PL8 The mechano-transduction of cancer and blood cells exposed to circulatory levels of fluid shear stress

Michael R. King

Vanderbilt University

TRAIL specifically induces apoptosis in cancer cells without affecting healthy cells. However, TRAIL’s cancer cytotoxicity was insufficient in clinical trials. Circulatory-shear stress is known to sensitize cancer cells to TRAIL. In our laboratory, we have studied the mechanism of this TRAIL sensitization with the goal of translating it to static conditions. GsMTx-4, a Piezo1 inhibitor, was found to reduce shear stress-related TRAIL sensitization, implicating Piezo1 activation as a potential TRAIL-sensitizer. The Piezo1 agonist Yoda1 recreated shear stress-induced TRAIL sensitization under static conditions. A significant increase in apoptosis occurred when prostate, colon, or breast cancer cells were treated with Yoda1 and TRAIL in combination, but not in Bax-deficient cells. Cells exposed to fluid shear and TRAIL showed increased mitochondrial outer membrane permeability (MOMP), mitochondrial depolarization, and activated Bax. This implies that Piezo1 activation sensitizes cancer cells to TRAIL through a calcium influx that activates calpains.
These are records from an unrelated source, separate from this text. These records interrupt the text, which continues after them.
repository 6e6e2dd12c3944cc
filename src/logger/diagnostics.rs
/// Out-of-band channel for problems raised while the logger itself is
/// being constructed, when there is no logger to report through yet.
pub trait DiagnosticSink: Send + Sync {
    /// Reports one plain-text line.
    fn emit(&self, line: &str);
}

/// Default sink: the process standard error stream.
#[derive(Debug, Clone, Copy, Default)]
pub struct StderrDiagnostics;

impl DiagnosticSink for StderrDiagnostics {
    fn emit(&self, line: &str) {
        eprintln!("{line}");
    }
}
use std::fmt;
use std::str::FromStr;

use serde::{Deserialize, Serialize};

use crate::logger::error::LoggerError;

/// Output encoding of the assembled logger.
#[derive(Debug, Clone, Copy, PartialEq, Eq, Serialize, Deserialize)]
#[serde(rename_all = "lowercase")]
pub enum LoggerFormat {
    /// Human-readable lines for a developer terminal.
    Local,
    /// Single-line JSON records for log collectors.
    Cloud,
}

impl LoggerFormat {
    pub fn as_str(&self) -> &'static str {
        match self {
            LoggerFormat::Local => "local",
            LoggerFormat::Cloud => "cloud",
        }
    }
}

impl Default for LoggerFormat {
    fn default() -> Self {
        LoggerFormat::Cloud
    }
}

impl fmt::Display for LoggerFormat {
    fn fmt(&self, f: &mut fmt::Formatter<'_>) -> fmt::Result {
        f.write_str(self.as_str())
    }
}

impl FromStr for LoggerFormat {
    type Err = LoggerError;

    fn from_str(s: &str) -> Result<Self, Self::Err> {
        let norm = s.trim().to_ascii_lowercase();
        match norm.as_str() {
            "local" => Ok(LoggerFormat::Local),
            "cloud" => Ok(LoggerFormat::Cloud),
            _ => Err(LoggerError::InvalidFormat(s.to_string())),
        }
    }
}
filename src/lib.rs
mod logger;
pub use logger::*;
//! The C ABI that compiled Aki programs link against.
//!
//! Allocation failure is fatal here: language code has no way to recover,
//! so the runtime reports it and aborts instead of returning null.

use core::ptr::{self, NonNull};

use crate::config;
use crate::diagnostic;
use crate::error::{Error, Result};
use crate::heap;
use crate::io;
use crate::string::{self, AkiStr};
use crate::time;

fn or_abort<T>(res: Result<T>) -> T {
    match res {
        Ok(v) => v,
        Err(Error::AllocFailed { bytes }) => diagnostic::alloc_failed(bytes),
        Err(err) => diagnostic::fatal(&err),
    }
}

/// Allocate `bytes` zeroed bytes. Never returns null.
#[unsafe(no_mangle)]
pub extern "C" fn aki_alloc(bytes: usize) -> *mut u8 {
    or_abort(heap::alloc(bytes)).as_ptr()
}

/// Release a pointer from `aki_alloc`. Null is ignored.
///
/// # Safety
/// `ptr` must be null or a live pointer from `aki_alloc`.
#[unsafe(no_mangle)]
pub unsafe extern "C" fn aki_free(ptr: *mut u8) {
    if let Some(ptr) = NonNull::new(ptr) {
        // SAFETY: forwarded caller guarantee.
        unsafe { heap::free(ptr) }
    }
}

/// Print a string object and a newline. Returns the bytes written.
///
/// A write failure returns 0; truncation returns the truncated count.
/// Both are logged. A null string prints an empty line.
///
/// # Safety
/// `s` must be null or a valid string object.
#[unsafe(no_mangle)]
pub unsafe extern "C" fn aki_print(s: *const AkiStr) -> i32 {
    // SAFETY: forwarded caller guarantee.
    let text = unsafe { s.as_ref().map_or(&[][..], |s| s.as_bytes()) };
    let written = match io::print(text) {
        Ok(written) => written,
        Err(Error::AllocFailed { bytes }) => diagnostic::alloc_failed(bytes),
        Err(err) => {
            diagnostic::warn(&err);
            err.written()
        }
    };
    i32::try_from(written).unwrap_or(i32::MAX)
}

#[unsafe(no_mangle)]
pub extern "C" fn aki_sleep(ms: i32) -> i32 {
    time::sleep(ms)
}

/// # Safety
/// `ptr` must point to a NUL-terminated string.
#[unsafe(no_mangle)]
pub unsafe extern "C" fn aki_strlen(ptr: *const u8) -> usize {
    // SAFETY: forwarded caller guarantee.
    unsafe { string::c_strlen(ptr) }
}

/// # Safety
/// `s` must be a valid string object.
#[unsafe(no_mangle)]
pub unsafe extern "C" fn aki_str_len(s: *const AkiStr) -> u64 {
    // SAFETY: forwarded caller guarantee.
    unsafe { (*s).len() }
}

/// Wrap a NUL-terminated buffer in a new string object. Null yields null.
///
/// # Safety
/// `data` must be null or a NUL-terminated string outliving the object.
#[unsafe(no_mangle)]
pub unsafe extern "C" fn aki_str_new(data: *mut u8) -> *mut AkiStr {
    let Some(data) = NonNull::new(data) else {
        return ptr::null_mut();
    };
    // SAFETY: forwarded caller guarantee.
    or_abort(unsafe { string::str_from_raw(data) }).as_ptr()
}

#[unsafe(no_mangle)]
pub extern "C" fn aki_str_from_i32(value: i32) -> *mut AkiStr {
    or_abort(string::str_from_i32(value)).as_ptr()
}

/// # Safety
/// `s` must be a valid string object.
#[unsafe(no_mangle)]
pub unsafe extern "C" fn aki_i32_from_str(s: *const AkiStr) -> i32 {
    // SAFETY: forwarded caller guarantee.
    or_abort(unsafe { string::str_to_i32(&*s) })
}

/// Delete a string object header. Returns false for null.
///
/// # Safety
/// `s` must be null or a live string object.
#[unsafe(no_mangle)]
pub unsafe extern "C" fn aki_str_del(s: *mut AkiStr) -> bool {
    match NonNull::new(s) {
        Some(s) => {
            // SAFETY: forwarded caller guarantee.
            unsafe { string::str_del(s) };
            true
        }
        None => false,
    }
}

/// Delete an array allocation. Returns false for null.
///
/// # Safety
/// `array` must be null or a live pointer from `aki_alloc`.
#[unsafe(no_mangle)]
pub unsafe extern "C" fn aki_array_del(array: *mut u8) -> bool {
    match NonNull::new(array) {
        Some(array) => {
            // SAFETY: forwarded caller guarantee.
            unsafe { string::array_del(array) };
            true
        }
        None => false,
    }
}

/// Set the `print` scratch buffer size. Returns the size in effect.
#[unsafe(no_mangle)]
pub extern "C" fn aki_set_scratch_size(bytes: usize) -> usize {
    config::set_scratch_size(bytes)
}

#[unsafe(no_mangle)]
pub extern "C" fn aki_scratch_size() -> usize {
    config::scratch_size()
}

/// Write live allocations of the default heap to stderr; returns the count.
#[cfg(feature = "sanitize")]
#[unsafe(no_mangle)]
pub extern "C" fn aki_report_leaks() -> usize {
    heap::default_heap().report_leaks()
}
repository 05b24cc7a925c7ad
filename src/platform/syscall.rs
//! Raw Linux x86_64 syscall wrappers.
//!
//! These skip the C runtime entirely and enter the kernel with the
//! `syscall` instruction. Failures come back as a negative errno.

#[cfg(all(target_os = "linux", target_arch = "x86_64"))]
use super::Timespec;

#[cfg(all(target_os = "linux", target_arch = "x86_64"))]
const SYS_WRITE: isize = 1;
#[cfg(all(target_os = "linux", target_arch = "x86_64"))]
const SYS_NANOSLEEP: isize = 35;

/// Write bytes to a file descriptor.
/// Returns the number of bytes written, or a negative errno on failure.
#[cfg(all(target_os = "linux", target_arch = "x86_64"))]
#[inline(always)]
pub unsafe fn sys_write(fd: usize, buf: *const u8, len: usize) -> isize {
    let ret: isize;
    // SAFETY: Caller guarantees buf points to len readable bytes.
    unsafe {
        core::arch::asm!(
            "syscall",
            inlateout("rax") SYS_WRITE => ret,
            in("rdi") fd,
            in("rsi") buf,
            in("rdx") len,
            lateout("rcx") _,
            lateout("r11") _,
            options(nostack),
        );
    }
    ret
}

/// Sleep for the interval in `req`. `rem` may be null.
/// Returns 0 on success, or a negative errno (`-EINVAL` for a negative
/// interval, `-EINTR` when interrupted).
#[cfg(all(target_os = "linux", target_arch = "x86_64"))]
#[inline(always)]
pub unsafe fn sys_nanosleep(req: *const Timespec, rem: *mut Timespec) -> isize {
    let ret: isize;
    // SAFETY: Caller guarantees req is readable and rem is null or writable.
    unsafe {
        core::arch::asm!(
            "syscall",
            inlateout("rax") SYS_NANOSLEEP => ret,
            in("rdi") req,
            in("rsi") rem,
            lateout("rcx") _,
            lateout("r11") _,
            options(nostack),
        );
    }
    ret
}
//! Instrumented heap.
//!
//! `TrackingHeap` wraps another heap, surrounds every block with red
//! zones, records it in a `Tracker`, and on release checks the zones,
//! poisons the user bytes, and refuses pointers it never handed out.

pub mod redzone;
pub mod spinlock;
pub mod tracker;

pub use crate::heap::AllocKind;

use crate::diagnostic;
use crate::heap::RawHeap;
use redzone::Corruption;
use spinlock::SpinLock;
use tracker::Tracker;

/// Tracker capacity of the process-wide default heap.
pub const GLOBAL_CAPACITY: usize = 16384;

/// Why a release was refused.
#[derive(Clone, Copy, Debug, PartialEq, Eq)]
pub enum Fault {
    /// Not a live allocation of this heap (double free or foreign pointer).
    InvalidFree { addr: usize },
    /// A red zone was overwritten while the block was live.
    Overflow {
        addr: usize,
        size: usize,
        corruption: Corruption,
    },
}

pub struct TrackingHeap<H, const N: usize> {
    inner: H,
    tracker: SpinLock<Tracker<N>>,
}

impl<H: RawHeap, const N: usize> TrackingHeap<H, N> {
    pub const fn new(inner: H) -> Self {
        Self {
            inner,
            tracker: SpinLock::new(Tracker::new()),
        }
    }

    /// Number of blocks allocated and not yet released.
    pub fn live(&self) -> usize {
        self.tracker.lock().live()
    }

    pub fn live_bytes(&self) -> usize {
        self.tracker.lock().live_bytes()
    }

    pub fn is_live(&self, ptr: *const u8) -> bool {
        self.tracker.lock().lookup(ptr as usize).is_some()
    }

    /// Validate and release `ptr`, or leave it untouched and return the fault.
    ///
    /// The lookup, the red-zone check and the removal happen under one
    /// lock, so two racing releases of the same pointer cannot both pass.
    ///
    /// # Safety
    /// If `ptr` is tracked by this heap it must not be in use elsewhere.
    pub unsafe fn try_release(&self, ptr: *mut u8) -> Result<(), Fault> {
        let addr = ptr as usize;
        let mut tracker = self.tracker.lock();
        let (size, _kind) = tracker.lookup(addr).ok_or(Fault::InvalidFree { addr })?;

        // SAFETY: a tracked pointer sits REDZONE_SIZE past the inner block.
        let base = unsafe { ptr.sub(redzone::REDZONE_SIZE) };
        // SAFETY: base was prepared by redzone::fill in alloc_zeroed.
        unsafe { redzone::check(base, size) }.map_err(|corruption| Fault::Overflow {
            addr,
            size,
            corruption,
        })?;
        tracker.remove(addr);
        drop(tracker);

        // SAFETY: ptr has size user bytes; base came from the inner heap and
        // is no longer reachable through the tracker.
        unsafe {
            redzone::poison(ptr, size);
            self.inner.release(base);
        }
        Ok(())
    }

    /// Write every live block to stderr. Returns the number of leaks.
    pub fn report_leaks(&self) -> usize {
        let tracker = self.tracker.lock();
        let count = tracker.live();
        if count > 0 {
            diagnostic::leak_header();
            tracker.for_each_live(diagnostic::leak);
            diagnostic::leak_footer(count);
        }
        count
    }
}

// SAFETY: the user region lies inside an inner block that is zero-filled
// and stays allocated until release.
unsafe impl<H: RawHeap, const N: usize> RawHeap for TrackingHeap<H, N> {
    fn alloc_zeroed(&self, bytes: usize, kind: AllocKind) -> *mut u8 {
        let Some(total) = bytes.checked_add(2 * redzone::REDZONE_SIZE) else {
            return core::ptr::null_mut();
        };
        let base = self.inner.alloc_zeroed(total, kind);
        if base.is_null() {
            return base;
        }
        // SAFETY: base points to total == redzone::total_size(bytes) bytes.
        let user = unsafe {
            redzone::fill(base, bytes);
            base.add(redzone::REDZONE_SIZE)
        };
        if !self.tracker.lock().insert(user as usize, bytes, kind) {
            // An untracked block could never be released, so the tracker
            // being full is reported as an allocation failure.
            // SAFETY: base came from the inner heap and was never handed out.
            unsafe { self.inner.release(base) };
            return core::ptr::null_mut();
        }
        user
    }

    unsafe fn release(&self, ptr: *mut u8) {
        if ptr.is_null() {
            return;
        }
        // SAFETY: forwarded caller guarantee.
        match unsafe { self.try_release(ptr) } {
            Ok(()) => {}
            Err(Fault::InvalidFree { addr }) => diagnostic::invalid_free(addr),
            Err(Fault::Overflow {
                addr,
                size,
                corruption,
            }) => diagnostic::overflow_detected(addr, size, corruption.prefix, corruption.suffix),
        }
    }
}

#[cfg(test)]
mod tests {
    use super::*;
    use crate::error::Error;
    use crate::heap::{ProcessHeap, Scratch, alloc_in, free_in};

    fn tracked() -> TrackingHeap<ProcessHeap, 64> {
        TrackingHeap::new(ProcessHeap)
    }

    #[test]
    fn alloc_free_pair_leaves_nothing_live() {
        let heap = tracked();
        let ptr = alloc_in(&heap, 128, AllocKind::Buffer).unwrap();
        assert_eq!(heap.live(), 1);
        assert_eq!(heap.live_bytes(), 128);
        unsafe { free_in(&heap, ptr) };
        assert_eq!(heap.live(), 0);
        assert_eq!(heap.live_bytes(), 0);
        assert_eq!(heap.report_leaks(), 0);
    }

    #[test]
    fn zero_byte_alloc_is_tracked_like_any_other() {
        let heap = tracked();
        let ptr = alloc_in(&heap, 0, AllocKind::Buffer).unwrap();
        assert!(heap.is_live(ptr.as_ptr()));
        unsafe { free_in(&heap, ptr) };
        assert!(!heap.is_live(ptr.as_ptr()));
    }

    #[test]
    fn scratch_guard_releases_on_drop() {
        let heap = tracked();
        {
            let scratch = Scratch::new_in(&heap, 4096).unwrap();
            assert_eq!(scratch.capacity(), 4096);
            assert_eq!(heap.live(), 1);
        }
        assert_eq!(heap.live(), 0);
    }

    #[test]
    fn second_release_is_refused() {
        let heap = tracked();
        let ptr = alloc_in(&heap, 16, AllocKind::Buffer).unwrap();
        unsafe {
            assert_eq!(heap.try_release(ptr.as_ptr()), Ok(()));
            assert_eq!(
                heap.try_release(ptr.as_ptr()),
                Err(Fault::InvalidFree {
                    addr: ptr.as_ptr() as usize
                })
            );
        }
    }

    #[test]
    fn foreign_pointer_is_refused() {
        let heap = tracked();
        let mut local = 0u8;
        let addr = &mut local as *mut u8;
        assert_eq!(
            unsafe { heap.try_release(addr) },
            Err(Fault::InvalidFree {
                addr: addr as usize
            })
        );
    }

    #[test]
    fn write_past_the_end_is_caught_on_release() {
        let heap = tracked();
        let ptr = alloc_in(&heap, 8, AllocKind::Buffer).unwrap();
        unsafe { *ptr.as_ptr().add(8) = 0 };
        let fault = unsafe { heap.try_release(ptr.as_ptr()) };
        assert_eq!(
            fault,
            Err(Fault::Overflow {
                addr: ptr.as_ptr() as usize,
                size: 8,
                corruption: Corruption {
                    prefix: false,
                    suffix: true
                },
            })
        );
        // The refused block is still live; repair the zone and release it.
        unsafe { *ptr.as_ptr().add(8) = redzone::CANARY_BYTE };
        assert_eq!(unsafe { heap.try_release(ptr.as_ptr()) }, Ok(()));
        assert_eq!(heap.live(), 0);
    }

    #[test]
    fn leaks_are_counted() {
        let heap = tracked();
        let a = alloc_in(&heap, 10, AllocKind::Object).unwrap();
        let b = alloc_in(&heap, 20, AllocKind::Buffer).unwrap();
        assert_eq!(heap.report_leaks(), 2);
        unsafe {
            free_in(&heap, a);
            free_in(&heap, b);
        }
        assert_eq!(heap.report_leaks(), 0);
    }

    #[test]
    fn full_tracker_fails_the_allocation_instead_of_losing_the_block() {
        let heap: TrackingHeap<ProcessHeap, 2> = TrackingHeap::new(ProcessHeap);
        let a = alloc_in(&heap, 8, AllocKind::Buffer).unwrap();
        let b = alloc_in(&heap, 8, AllocKind::Buffer).unwrap();
        assert_eq!(
            alloc_in(&heap, 8, AllocKind::Buffer),
            Err(Error::AllocFailed { bytes: 8 })
        );
        assert_eq!(heap.live(), 2);

        // Every pointer that was handed out can still be released.
        assert_eq!(unsafe { heap.try_release(a.as_ptr()) }, Ok(()));
        let c = alloc_in(&heap, 8, AllocKind::Buffer).unwrap();
        unsafe {
            free_in(&heap, b);
            free_in(&heap, c);
        }
        assert_eq!(heap.live(), 0);
    }

    #[test]
    fn racing_releases_of_one_pointer_free_it_once() {
        use std::sync::Barrier;
        use std::thread;

        let heap = tracked();
        for _ in 0..32 {
            let addr = alloc_in(&heap, 32, AllocKind::Buffer).unwrap().as_ptr() as usize;
            let barrier = &Barrier::new(2);
            let heap = &heap;
            let released = thread::scope(|s| {
                let workers: Vec<_> = (0..2)
                    .map(move |_| {
                        s.spawn(move || {
                            barrier.wait();
                            unsafe { heap.try_release(addr as *mut u8) }.is_ok()
                        })
                    })
                    .collect();
                workers
                    .into_iter()
                    .map(|w| w.join().unwrap_or(false))
                    .filter(|&ok| ok)
                    .count()
            });
            assert_eq!(released, 1);
        }
        assert_eq!(heap.live(), 0);
    }
}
A computational model has been used to elucidate the proapoptotic or antiapoptotic roles of Bax, Bcl-2, XIAP, and other proteins important in the mitochondrial-apoptotic signalling pathway. In separate studies, we have found that the activation of T cells via CD3 and CD28 antibodies can be greatly enhanced with fluid shear stress, which may have important implications for future immunotherapy applications.